## [Instructions for the task]
Filter the entries, keeping every line with the word "description".

## [Information shown]
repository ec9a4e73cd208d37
use serde::{Deserialize, Serialize};
use utoipa::ToSchema;

use crate::features::categories::models::Category;

/// Category as exposed by the API: `{id, type}`
#[derive(Debug, Clone, PartialEq, Eq, Serialize, Deserialize, ToSchema)]
pub struct CategoryResponseDto {
    pub id: i32,
    #[serde(rename = "type")]
    pub category_type: String,
}

impl From<Category> for CategoryResponseDto {
    fn from(c: Category) -> Self {
        Self {
            id: c.id,
            category_type: c.category_type,
        }
    }
}

/// Response for `GET /categories`
#[derive(Debug, Serialize, Deserialize, ToSchema)]
pub struct CategoryListResponseDto {
    pub success: bool,
    pub categories: Vec<CategoryResponseDto>,
}
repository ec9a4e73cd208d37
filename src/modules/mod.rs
//! Modules layer - Infrastructure components for external integrations
//!
//! Contains the store handle that owns trivia data.

pub mod store;
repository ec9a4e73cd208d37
mod question_service;

pub use question_service::QuestionService;
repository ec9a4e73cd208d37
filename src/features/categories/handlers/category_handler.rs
use std::sync::Arc;

use axum::{extract::State, Json};

use crate::core::error::Result;
use crate::features::categories::dtos::CategoryListResponseDto;
use crate::features::categories::services::CategoryService;
use crate::shared::types::ErrorResponse;

/// List all categories
#[utoipa::path(
    get,
    path = "/categories",
    responses(
        (status = 200, description = "List of categories", body = CategoryListResponseDto),
        (status = 404, description = "No categories", body = ErrorResponse),
        (status = 422, description = "Categories could not be read", body = ErrorResponse),
    ),
    tag = "categories"
)]
pub async fn list_categories(
    State(service): State<Arc<CategoryService>>,
) -> Result<Json<CategoryListResponseDto>> {
    let categories = service.list().await?;
    Ok(Json(CategoryListResponseDto {
        success: true,
        categories,
    }))
}
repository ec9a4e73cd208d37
use std::sync::Arc;

use axum::{extract::State, Json};

use crate::core::error::{AppError, Result};
use crate::core::extractor::AppJson;
use crate::features::quizzes::dtos::{QuizRequestDto, QuizResponseDto};
use crate::features::quizzes::services::QuizService;
use crate::shared::types::ErrorResponse;
use crate::shared::validation::validate_body;

/// Get the next quiz question
///
/// Picks a random question that is not in `previous_questions`, from the
/// given category or from all categories when `quiz_category.id` is 0.
#[utoipa::path(
    post,
    path = "/quizzes",
    request_body = QuizRequestDto,
    responses(
        (status = 200, description = "Next question, or null when none remain", body = QuizResponseDto),
        (status = 400, description = "Missing or malformed fields", body = ErrorResponse),
        (status = 404, description = "Quiz category out of range", body = ErrorResponse),
        (status = 500, description = "Question could not be picked", body = ErrorResponse),
    ),
    tag = "quizzes"
)]
pub async fn next_question(
    State(service): State<Arc<QuizService>>,
    AppJson(dto): AppJson<QuizRequestDto>,
) -> Result<Json<QuizResponseDto>> {
    validate_body(&dto)?;

    let (previous_questions, category_id) = match (dto.previous_questions, dto.quiz_category) {
        (Some(previous), Some(category)) => match category.id {
            Some(id) => (previous, id),
            None => return Err(AppError::BadRequest("quiz_category.id is required".to_string())),
        },
        _ => return Err(AppError::BadRequest("incomplete quiz request".to_string())),
    };

    let question = service
        .next_question(category_id, &previous_questions)
        .await?;

    Ok(Json(QuizResponseDto {
        success: true,
        question,
    }))
}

## [Solution to this problem]
        (status = 200, description = "List of categories", body = CategoryListResponseDto),
        (status = 404, description = "No categories", body = ErrorResponse),
        (status = 422, description = "Categories could not be read", body = ErrorResponse),
        (status = 200, description = "Next question, or null when none remain", body = QuizResponseDto),
        (status = 400, description = "Missing or malformed fields", body = ErrorResponse),
        (status = 404, description = "Quiz category out of range", body = ErrorResponse),
        (status = 500, description = "Question could not be picked", body = ErrorResponse),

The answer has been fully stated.